═════ LISTED ENTRIES

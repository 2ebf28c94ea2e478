//! Single checkbox with a side label.

use embedded_graphics::pixelcolor::Rgb565;

use crate::ui::gfx::{alpha_blend, Datum, FontId, Rect};
use crate::ui::widget::{Widget, WidgetCore};
use crate::ui::{palette, Clock, Gfx, TouchDigitizer, Ui, UiEvent, WidgetTag};

pub struct Checkbox {
    core: WidgetCore,
    size: i32,
}

impl Checkbox {
    pub fn new() -> Self {
        Self {
            core: WidgetCore::new(),
            size: 20,
        }
    }

    pub fn init(
        &mut self,
        x: i32,
        y: i32,
        size: i32,
        border: Rgb565,
        bg: Rgb565,
        checked_color: Rgb565,
        border_width: i32,
        font: FontId,
    ) {
        self.size = size;
        self.core.rect = Rect::new(x, y, size, size);
        self.core.colors.border = border;
        self.core.colors.bg = bg;
        self.core.colors.text = border;
        // slightly dimmed mark so the checked fill does not glare
        self.core.colors.checked = alpha_blend(200, checked_color, palette::BLACK);
        self.core.border_width = border_width;
        self.core.font = font;
        self.core.label_datum = Datum::MiddleLeft;
        self.core.checked = false;
        self.core.last_pressed = false;
    }

    pub fn set_action(&mut self, tag: WidgetTag) {
        self.core.tag = Some(tag);
    }

    pub fn set_label(&mut self, label: &str) {
        self.core.set_label(label);
        // widen the touch target to cover the label text
        self.core.rect.w = self.size + self.size / 4 + 2 + 6 * label.len() as i32;
    }

    pub fn is_checked(&self) -> bool {
        self.core.checked
    }

    pub fn set_state(&mut self, gfx: &mut impl Gfx, checked: bool, redraw: bool) {
        self.core.checked = checked;
        if redraw {
            self.draw(gfx);
        }
    }

    fn draw(&mut self, gfx: &mut impl Gfx) {
        if !self.core.can_draw() {
            return;
        }
        let (text_c, check_c, border_c, bg_c) = if self.core.active {
            (
                self.core.colors.text,
                self.core.colors.checked,
                self.core.colors.border,
                self.core.colors.bg,
            )
        } else {
            (
                palette::GREY,
                palette::GREY,
                palette::DARK_GREY,
                palette::BLACK,
            )
        };
        let s = self.size;
        let bw = self.core.border_width;
        let bw2 = bw * 2;
        let r = Rect::new(self.core.rect.x, self.core.rect.y, s, s);

        gfx.fill_rect(r, bg_c);
        for i in 0..bw {
            gfx.draw_rect(r.inset(i), border_c);
        }
        let inner = Rect::new(r.x + bw + 2, r.y + bw + 2, s - bw2 - 4, s - bw2 - 4);
        if self.core.checked {
            gfx.fill_rect(inner, check_c);
            gfx.draw_wide_line(
                inner.x,
                inner.y,
                r.x + s - bw2 - 1,
                r.y + s - bw2 - 1,
                bw as u32,
                border_c,
            );
            gfx.draw_wide_line(
                inner.x,
                r.y + s - bw2 - 1,
                r.x + s - bw2 - 1,
                inner.y,
                bw as u32,
                border_c,
            );
        } else {
            gfx.fill_rect(inner, alpha_blend(150, check_c, palette::BLACK));
        }

        if self.core.label.is_empty() {
            return;
        }
        let text_x = match self.core.label_datum {
            Datum::MiddleLeft => r.x + self.core.label_dx + s + s / 4 + 2,
            Datum::MiddleRight => r.x + self.core.label_dx - s / 4 - 2,
            _ => r.x + self.core.label_dx,
        };
        gfx.draw_text(
            &self.core.label,
            text_x,
            r.y + s / 2 + self.core.label_dy + 2,
            self.core.font,
            self.core.label_datum,
            text_c,
            Some(bg_c),
        );
    }
}

impl Default for Checkbox {
    fn default() -> Self {
        Self::new()
    }
}

impl Widget for Checkbox {
    fn core(&self) -> &WidgetCore {
        &self.core
    }

    fn core_mut(&mut self) -> &mut WidgetCore {
        &mut self.core
    }

    fn redraw<G: Gfx, T: TouchDigitizer, C: Clock>(&mut self, ui: &mut Ui<G, T, C>, active: bool) {
        self.core.active = active;
        self.draw(&mut ui.gfx);
    }

    fn check_pressed<G: Gfx, T: TouchDigitizer, C: Clock>(
        &mut self,
        ui: &mut Ui<G, T, C>,
        wait_released: bool,
    ) -> bool {
        if !self.core.enabled {
            return false;
        }
        let snap = ui.touch.snapshot();
        let mut toggled = false;
        if self.core.accepts_touch() && snap.pressed && self.core.contains(snap.x, snap.y) {
            if !self.core.last_pressed {
                let state = !self.core.checked;
                self.set_state(&mut ui.gfx, state, true);
                if let Some(tag) = self.core.tag {
                    ui.events.push(UiEvent::Toggled { tag, on: state });
                }
                toggled = true;
            }
            self.core.last_pressed = true;
            ui.clock.delay_ms(20); // debounce
            if wait_released {
                ui.touch.wait_released(&ui.clock);
                self.core.last_pressed = false;
            }
        } else {
            self.core.last_pressed = false;
        }
        toggled
    }
}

══════════

| PROBLEM STATEMENT |
Your answer should be the lines above, from the line containing "let mut toggled = false;" up to and including the line containing "toggled = true;", reproduced exactly and with nothing else.

| WORKED SOLUTION |
        let mut toggled = false;
        if self.core.accepts_touch() && snap.pressed && self.core.contains(snap.x, snap.y) {
            if !self.core.last_pressed {
                let state = !self.core.checked;
                self.set_state(&mut ui.gfx, state, true);
                if let Some(tag) = self.core.tag {
                    ui.events.push(UiEvent::Toggled { tag, on: state });
                }
                toggled = true;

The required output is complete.